Davis may soon be able to get those funds through the Lincoln & Gilbert initiative, which will provide $1 million in grants this year with the aim of helping minority-owned companies expand so that the number of them inside the city doubles over the next five years to 1,000.
Funded by the city of Cincinnati under former Mayor John Cranley, the program is being led by the Greater Cincinnati and Northern Kentucky African American Chamber of Commerce, the Urban League of Greater Southwest Ohio, Mortar, the Cincinnati USA Regional Chamber’s Minority Business Accelerator, the Greater Cincinnati Microenterprise Initiative and Lightship Capital. It is named after the historic Black business district located at Lincoln and Gilbert Avenues in Walnut Hills.

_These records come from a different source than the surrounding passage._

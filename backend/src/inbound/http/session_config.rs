//! Cookie session settings read from the environment.
//!
//! Debug builds fall back to permissive defaults with a warning; release builds
//! insist on every toggle being present and valid, and on a real key file.
//!
//! | Variable | Meaning | Debug default |
//! |---|---|---|
//! | `SESSION_KEY_FILE` | path to at least 64 bytes of key material | `/run/secrets/session_key` |
//! | `SESSION_COOKIE_SECURE` | mark the cookie `Secure` | `true` |
//! | `SESSION_SAMESITE` | `Strict`, `Lax` or `None` | `Lax` |
//! | `SESSION_ALLOW_EPHEMERAL` | generate a key when the file is unreadable | `false` |

use std::path::PathBuf;

use actix_web::cookie::{Key, SameSite};
use mockable::Env;
use sha2::{Digest, Sha256};
use tracing::warn;
use zeroize::Zeroizing;

pub(crate) const KEY_FILE_ENV: &str = "SESSION_KEY_FILE";
pub(crate) const COOKIE_SECURE_ENV: &str = "SESSION_COOKIE_SECURE";
pub(crate) const SAMESITE_ENV: &str = "SESSION_SAMESITE";
pub(crate) const ALLOW_EPHEMERAL_ENV: &str = "SESSION_ALLOW_EPHEMERAL";

const DEFAULT_KEY_PATH: &str = "/run/secrets/session_key";
pub(crate) const KEY_MIN_LEN: usize = 64;
const FLAG_VALUES: &str = "1|0|true|false|yes|no|y|n";
const SAMESITE_VALUES: &str = "Strict|Lax|None";
const FINGERPRINT_BYTES: usize = 8;

/// Which validation regime applies.
#[derive(Clone, Copy, Debug, PartialEq, Eq)]
pub enum BuildMode {
    /// Missing or invalid toggles fall back to defaults.
    Debug,
    /// Missing or invalid toggles are errors.
    Release,
}

impl BuildMode {
    /// Mode matching `cfg!(debug_assertions)`.
    #[must_use]
    pub fn current() -> Self {
        if cfg!(debug_assertions) {
            Self::Debug
        } else {
            Self::Release
        }
    }
}

/// Validated cookie session settings.
pub struct SessionSettings {
    /// Signing and encryption key.
    pub key: Key,
    pub cookie_secure: bool,
    pub same_site: SameSite,
}

impl SessionSettings {
    /// Short fingerprint of the active key, safe to log.
    #[must_use]
    pub fn fingerprint(&self) -> String {
        key_fingerprint(&self.key)
    }
}

/// Reasons the session settings cannot be built.
#[derive(Debug, thiserror::Error)]
pub enum SessionConfigError {
    #[error("{name} must be set")]
    Missing { name: &'static str },
    #[error("{name}='{value}' is not one of {expected}")]
    Invalid {
        name: &'static str,
        value: String,
        expected: &'static str,
    },
    #[error("cannot read session key {path}: {source}")]
    KeyUnreadable {
        path: PathBuf,
        #[source]
        source: std::io::Error,
    },
    #[error("session key {path} has {length} bytes; at least {min} are required")]
    KeyTooShort {
        path: PathBuf,
        length: usize,
        min: usize,
    },
    #[error("SESSION_SAMESITE=None needs SESSION_COOKIE_SECURE enabled")]
    SameSiteNoneInsecure,
    #[error("SESSION_ALLOW_EPHEMERAL is not permitted in release builds")]
    EphemeralInRelease,
}

/// Read and validate the session settings.
///
/// # Errors
/// Any [`SessionConfigError`]; debug builds only fail on nothing.
///
/// # Examples
/// ```
/// use backend::inbound::http::session_config::{BuildMode, session_settings_from_env};
/// use mockable::MockEnv;
///
/// let mut env = MockEnv::new();
/// env.expect_string().returning(|_| None);
/// let settings = session_settings_from_env(&env, BuildMode::Debug).expect("debug defaults");
/// assert!(settings.cookie_secure);
/// ```
pub fn session_settings_from_env<E: Env>(
    env: &E,
    mode: BuildMode,
) -> Result<SessionSettings, SessionConfigError> {
    let reader = Reader { env, mode };
    let cookie_secure = reader.flag(COOKIE_SECURE_ENV, true)?;
    let same_site = reader.same_site(cookie_secure)?;
    let allow_ephemeral = reader.flag(ALLOW_EPHEMERAL_ENV, false)?;
    if allow_ephemeral && mode == BuildMode::Release {
        return Err(SessionConfigError::EphemeralInRelease);
    }
    let key = reader.key(allow_ephemeral)?;
    Ok(SessionSettings {
        key,
        cookie_secure,
        same_site,
    })
}

/// First eight bytes of the SHA-256 of the signing key, hex encoded.
#[must_use]
pub fn key_fingerprint(key: &Key) -> String {
    let digest = Sha256::digest(key.signing());
    hex::encode(&digest[..FINGERPRINT_BYTES])
}

struct Reader<'a, E> {
    env: &'a E,
    mode: BuildMode,
}

impl<E: Env> Reader<'_, E> {
    /// Release builds surface `error`; debug builds warn and use `fallback`.
    fn lenient<T>(&self, fallback: T, error: SessionConfigError) -> Result<T, SessionConfigError> {
        match self.mode {
            BuildMode::Release => Err(error),
            BuildMode::Debug => {
                warn!(%error, "session setting defaulted");
                Ok(fallback)
            }
        }
    }

    fn flag(&self, name: &'static str, fallback: bool) -> Result<bool, SessionConfigError> {
        let Some(value) = self.env.string(name) else {
            return self.lenient(fallback, SessionConfigError::Missing { name });
        };
        match value.trim().to_ascii_lowercase().as_str() {
            "1" | "true" | "yes" | "y" => Ok(true),
            "0" | "false" | "no" | "n" => Ok(false),
            _ => self.lenient(
                fallback,
                SessionConfigError::Invalid {
                    name,
                    value,
                    expected: FLAG_VALUES,
                },
            ),
        }
    }

    fn same_site(&self, cookie_secure: bool) -> Result<SameSite, SessionConfigError> {
        let fallback = match self.mode {
            BuildMode::Debug => SameSite::Lax,
            BuildMode::Release => SameSite::Strict,
        };
        let Some(value) = self.env.string(SAMESITE_ENV) else {
            return self.lenient(fallback, SessionConfigError::Missing { name: SAMESITE_ENV });
        };
        match value.trim().to_ascii_lowercase().as_str() {
            "strict" => Ok(SameSite::Strict),
            "lax" => Ok(SameSite::Lax),
            "none" if cookie_secure => Ok(SameSite::None),
            "none" => self.lenient(SameSite::None, SessionConfigError::SameSiteNoneInsecure),
            _ => self.lenient(
                fallback,
                SessionConfigError::Invalid {
                    name: SAMESITE_ENV,
                    value,
                    expected: SAMESITE_VALUES,
                },
            ),
        }
    }

    fn key(&self, allow_ephemeral: bool) -> Result<Key, SessionConfigError> {
        let path = PathBuf::from(
            self.env
                .string(KEY_FILE_ENV)
                .unwrap_or_else(|| DEFAULT_KEY_PATH.to_owned()),
        );
        let bytes = match std::fs::read(&path) {
            Ok(bytes) => Zeroizing::new(bytes),
            Err(source) if allow_ephemeral || self.mode == BuildMode::Debug => {
                warn!(path = %path.display(), error = %source, "session key unreadable; generating an ephemeral key");
                return Ok(Key::generate());
            }
            Err(source) => return Err(SessionConfigError::KeyUnreadable { path, source }),
        };
        if bytes.len() < KEY_MIN_LEN {
            let error = SessionConfigError::KeyTooShort {
                path,
                length: bytes.len(),
                min: KEY_MIN_LEN,
            };
            return self.lenient(Key::generate(), error);
        }
        Ok(Key::derive_from(&bytes))
    }
}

The microenterprise group will administer the grants, while the other groups will provide companies with support services, such as website design using the other $1.5 million the city provided the program. The grant money can be used for virtually anything, said Willie Hill, executive director of the Greater Cincinnati Microenterprise Initiative.
The groups hope to create a pipeline of growing minority businesses that could, for example, start at Mortar, which helps aspiring entrepreneurs get started, and eventually move to the Minority Business Accelerator, which helps companies with $1 million or more of revenue grow even more.
“We are similar to the Avengers in an entrepreneurial way,” said Allen Woods, the CEO of Mortar, of the groups involved and their level of cooperation. “Traditionally, grants have not been available for for-profit businesses. This is not just a grant program. There’s going to be additional coaching.”
The coaching will include strategy and advice on building additional revenue streams.
The grants available are $2,500, $5,000 and $15,000, with 59 expected to be awarded each month over the next three months. Businesses must have been open for 12 months, provide proof of minority ownership, tax returns and other forms as well as a narrative about the business. More information can be found on the Lincoln & Gilbert website.
“This is big. And it is transformative,” said Eric Kearney, CEO of the African American chamber.
Davis said she hopes the money will help her add an assistant manager at the store and buy a food truck and a dedicated catering vehicle. Davis Cookie Collection has five employees, and she hopes the new employee and revenue streams will allow her to do more marketing of the business.
“It will really allow us to scale our business,” Davis said.